The US Federal Judicial Manual states that convincing evidence of challenge, dechallenge and rechallenge is the way to demonstrate that a drug has caused an adverse event. No place here for statistical significance.
With a flourish worthy of the best Jesuits, internally GSK and other companies apply exactly the approach advocated by the Federal Judicial Manual when assessing whether Paxil has caused a birth defect or suicide, but even after deciding in private their drug is guilty, in public they insist there is no absolutely no evidence that their drug has caused a problem.
This can even leave GSK personnel stating in public that they are not aware of a single side effect that is caused by Paxil or likely any of their drugs. See Burn in Hell.
The US Supreme Court has weighed in on this question and decided that GSK’s model is wrong. People have a right to make up their own minds as to what an adverse event profile means. The only people who have this right at the moment though are investors. Patients and doctors have no rights – at least not established.
Church of GSKology
GSK have applied to be treated as engaged in Science. They say that what they do has all the features of Science – clinical trials, peer reviewed publications.

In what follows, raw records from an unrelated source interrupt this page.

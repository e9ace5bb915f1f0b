//! Collaborator interfaces: dead-letter, audit, notification, ack, enrichment
//!
//! Each trait has an in-memory implementation that records what it received;
//! tests assert on those records and the binary uses them alongside
//! [`JsonLinesSink`].

use crate::error::{PipelineError, Result};
use crate::types::{AuditRecord, Channel, DeadLetterRecord, Enrichment, InboundEvent, Notice};
use async_trait::async_trait;
use dashmap::DashMap;
use parking_lot::Mutex;
use serde::Serialize;
use serde_json::json;
use std::sync::atomic::{AtomicU32, Ordering};
use tokio::io::AsyncWriteExt;
use tracing::debug;

/// Terminal store for events that could not be processed
#[async_trait]
pub trait DeadLetterSink: Send + Sync {
    /// Publish a dead-letter record
    async fn publish(&self, record: DeadLetterRecord) -> Result<()>;
}

/// Audit trail
#[async_trait]
pub trait AuditSink: Send + Sync {
    /// Append an audit record
    async fn record(&self, record: AuditRecord) -> Result<()>;
}

/// Notification delivery
#[async_trait]
pub trait NotificationSink: Send + Sync {
    /// Deliver a notice on a logical channel
    async fn notify(&self, channel: Channel, notice: Notice) -> Result<()>;
}

/// Transport acknowledgement
#[async_trait]
pub trait Acknowledger: Send + Sync {
    /// Acknowledge a delivery so it is not redelivered
    async fn ack(&self, event: &InboundEvent) -> Result<()>;
}

/// Supplies risk data the classifier uses
#[async_trait]
pub trait Enricher: Send + Sync {
    /// Enrichment for the event's subject
    async fn enrich(&self, event: &InboundEvent) -> Result<Enrichment>;
}

/// Enricher that knows nothing
#[derive(Debug, Default, Clone, Copy)]
pub struct NoEnrichment;

#[async_trait]
impl Enricher for NoEnrichment {
    async fn enrich(&self, _event: &InboundEvent) -> Result<Enrichment> {
        Ok(Enrichment::default())
    }
}

/// Enricher backed by a subject → enrichment table
#[derive(Debug, Default)]
pub struct StaticEnricher {
    subjects: DashMap<String, Enrichment>,
}

impl StaticEnricher {
    /// Create empty enricher
    pub fn new() -> Self {
        Self::default()
    }

    /// Set enrichment for a subject
    pub fn insert(&self, subject_id: impl Into<String>, enrichment: Enrichment) {
        self.subjects.insert(subject_id.into(), enrichment);
    }
}

#[async_trait]
impl Enricher for StaticEnricher {
    async fn enrich(&self, event: &InboundEvent) -> Result<Enrichment> {
        Ok(event
            .subject_id()
            .and_then(|subject| self.subjects.get(subject).map(|e| e.clone()))
            .unwrap_or_default())
    }
}

/// Fails the next `n` calls, then succeeds
#[derive(Debug, Default)]
struct FailureBudget(AtomicU32);

impl FailureBudget {
    fn set(&self, n: u32) {
        self.0.store(n, Ordering::SeqCst);
    }

    fn take(&self, sink: &str) -> Result<()> {
        let remaining = self
            .0
            .fetch_update(Ordering::SeqCst, Ordering::SeqCst, |n| n.checked_sub(1));
        match remaining {
            Ok(_) => Err(PipelineError::Sink(format!("{} unavailable", sink))),
            Err(_) => Ok(()),
        }
    }
}

/// Records dead-letter records in memory
#[derive(Debug, Default)]
pub struct InMemoryDeadLetterSink {
    records: Mutex<Vec<DeadLetterRecord>>,
    failures: FailureBudget,
}

impl InMemoryDeadLetterSink {
    /// Create empty sink
    pub fn new() -> Self {
        Self::default()
    }

    /// Published records
    pub fn records(&self) -> Vec<DeadLetterRecord> {
        self.records.lock().clone()
    }

    /// Fail the next `n` publishes
    pub fn fail_next(&self, n: u32) {
        self.failures.set(n);
    }
}

#[async_trait]
impl DeadLetterSink for InMemoryDeadLetterSink {
    async fn publish(&self, record: DeadLetterRecord) -> Result<()> {
        self.failures.take("dead-letter sink")?;
        debug!(correlation_id = %record.correlation_id, "Dead-letter record stored");
        self.records.lock().push(record);
        Ok(())
    }
}

/// Records audit entries in memory
#[derive(Debug, Default)]
pub struct InMemoryAuditSink {
    records: Mutex<Vec<AuditRecord>>,
    failures: FailureBudget,
}

impl InMemoryAuditSink {
    /// Create empty sink
    pub fn new() -> Self {
        Self::default()
    }

    /// Recorded entries
    pub fn records(&self) -> Vec<AuditRecord> {
        self.records.lock().clone()
    }

    /// Fail the next `n` writes
    pub fn fail_next(&self, n: u32) {
        self.failures.set(n);
    }
}

#[async_trait]
impl AuditSink for InMemoryAuditSink {
    async fn record(&self, record: AuditRecord) -> Result<()> {
        self.failures.take("audit sink")?;
        self.records.lock().push(record);
        Ok(())
    }
}

/// Records notices in memory
#[derive(Debug, Default)]
pub struct InMemoryNotificationSink {
    notices: Mutex<Vec<(Channel, Notice)>>,
    failures: FailureBudget,
}

impl InMemoryNotificationSink {
    /// Create empty sink
    pub fn new() -> Self {
        Self::default()
    }

    /// Delivered notices
    pub fn notices(&self) -> Vec<(Channel, Notice)> {
        self.notices.lock().clone()
    }

    /// Notices delivered on one channel
    pub fn on_channel(&self, channel: Channel) -> Vec<Notice> {
        self.notices
            .lock()
            .iter()
            .filter(|(c, _)| *c == channel)
            .map(|(_, n)| n.clone())
            .collect()
    }

    /// Fail the next `n` deliveries
    pub fn fail_next(&self, n: u32) {
        self.failures.set(n);
    }
}

#[async_trait]
impl NotificationSink for InMemoryNotificationSink {
    async fn notify(&self, channel: Channel, notice: Notice) -> Result<()> {
        self.failures.take("notification sink")?;
        self.notices.lock().push((channel, notice));
        Ok(())
    }
}

/// Records acknowledged event ids
#[derive(Debug, Default)]
pub struct InMemoryAcknowledger {
    acked: Mutex<Vec<String>>,
}

impl InMemoryAcknowledger {
    /// Create empty acknowledger
    pub fn new() -> Self {
        Self::default()
    }

    /// Acknowledged event ids, in order
    pub fn acked(&self) -> Vec<String> {
        self.acked.lock().clone()
    }
}

#[async_trait]
impl Acknowledger for InMemoryAcknowledger {
    async fn ack(&self, event: &InboundEvent) -> Result<()> {
        self.acked.lock().push(event.event_id.clone());
        Ok(())
    }
}

/// Writes every record as one tagged JSON line on stdout
#[derive(Debug)]
pub struct JsonLinesSink {
    out: tokio::sync::Mutex<tokio::io::Stdout>,
}

impl JsonLinesSink {
    /// Sink over the process stdout
    pub fn stdout() -> Self {
        Self {
            out: tokio::sync::Mutex::new(tokio::io::stdout()),
        }
    }

    async fn write<T: Serialize>(&self, kind: &str, body: &T) -> Result<()> {
        let mut line = serde_json::to_vec(&json!({ "kind": kind, "record": body }))
            .map_err(|e| PipelineError::Sink(format!("Failed to encode {}: {}", kind, e)))?;
        line.push(b'\n');

        let mut out = self.out.lock().await;
        out.write_all(&line)
            .await
            .map_err(|e| PipelineError::Sink(format!("Failed to write {}: {}", kind, e)))?;
        out.flush()
            .await
            .map_err(|e| PipelineError::Sink(format!("Failed to flush {}: {}", kind, e)))
    }
}

#[async_trait]
impl DeadLetterSink for JsonLinesSink {
    async fn publish(&self, record: DeadLetterRecord) -> Result<()> {
        self.write("dead_letter", &record).await
    }
}

#[async_trait]
impl AuditSink for JsonLinesSink {
    async fn record(&self, record: AuditRecord) -> Result<()> {
        self.write("audit", &record).await
    }
}

#[async_trait]
impl NotificationSink for JsonLinesSink {
    async fn notify(&self, channel: Channel, notice: Notice) -> Result<()> {
        self.write("notification", &json!({ "channel": channel, "notice": notice }))
            .await
    }
}

#[async_trait]
impl Acknowledger for JsonLinesSink {
    async fn ack(&self, event: &InboundEvent) -> Result<()> {
        self.write(
            "ack",
            &json!({
                "eventId": event.event_id,
                "partition": event.partition,
                "offset": event.offset,
            }),
        )
        .await
    }
}

#[cfg(test)]
mod tests {
    use super::*;
    use crate::types::{Enrichment, Severity};
    use serde_json::{Map, Value};

    fn notice() -> Notice {
        Notice {
            title: "SLA breached".to_string(),
            message: "E1 missed its deadline".to_string(),
            severity: Severity::Critical,
            structured_context: Value::Null,
        }
    }

    #[tokio::test]
    async fn test_notification_failure_injection() {
        let sink = InMemoryNotificationSink::new();
        sink.fail_next(1);

        assert!(sink.notify(Channel::Critical, notice()).await.is_err());
        assert!(sink.notify(Channel::Critical, notice()).await.is_ok());
        assert_eq!(sink.on_channel(Channel::Critical).len(), 1);
        assert!(sink.on_channel(Channel::Standard).is_empty());
    }

    #[tokio::test]
    async fn test_static_enricher_by_subject() {
        let enricher = StaticEnricher::new();
        enricher.insert(
            "C-1",
            Enrichment {
                pep_match: true,
                ..Enrichment::default()
            },
        );

        let mut payload = Map::new();
        payload.insert("customerId".to_string(), Value::from("C-1"));
        let known = InboundEvent::new("E1", "AML_ALERT", payload);
        let unknown = InboundEvent::new("E2", "AML_ALERT", Map::new());

        assert!(enricher.enrich(&known).await.unwrap().pep_match);
        assert_eq!(enricher.enrich(&unknown).await.unwrap(), Enrichment::default());
    }
}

Ideally the Courts would decide that rather than being a Science they are a Church – they operate a system that requires belief without evidence. There is less doubt that their publications are ghost-written than the Bible is.
While they have people with great public relations skills like James Shannon who say all the right things in public, like the Catholic Church GSK appear to operate an Opus Dei like arm which enables them to place their people close to heart of Britain’s regulator the MHRA and other bodies. They are close to being the Established Church in England.
In the face of abuse, GSK make a big deal about apparent reform but the Rev Whitt described the mechanism GSK have put in place perfectly: “Access to these files will be within my control, and limited only to what is necessary for a Responsible research proposal.”
Waiting for a Frances?
When it comes to reform it seems Andrew is a Ben not a Frankie.
We need some Martin Sixsmith or Dan Brown to write a book and make a movie on the lines of The Lost Child of Philomena Lee.
Don’t hold your breath. GSK are a lot scarier than the Catholic Church.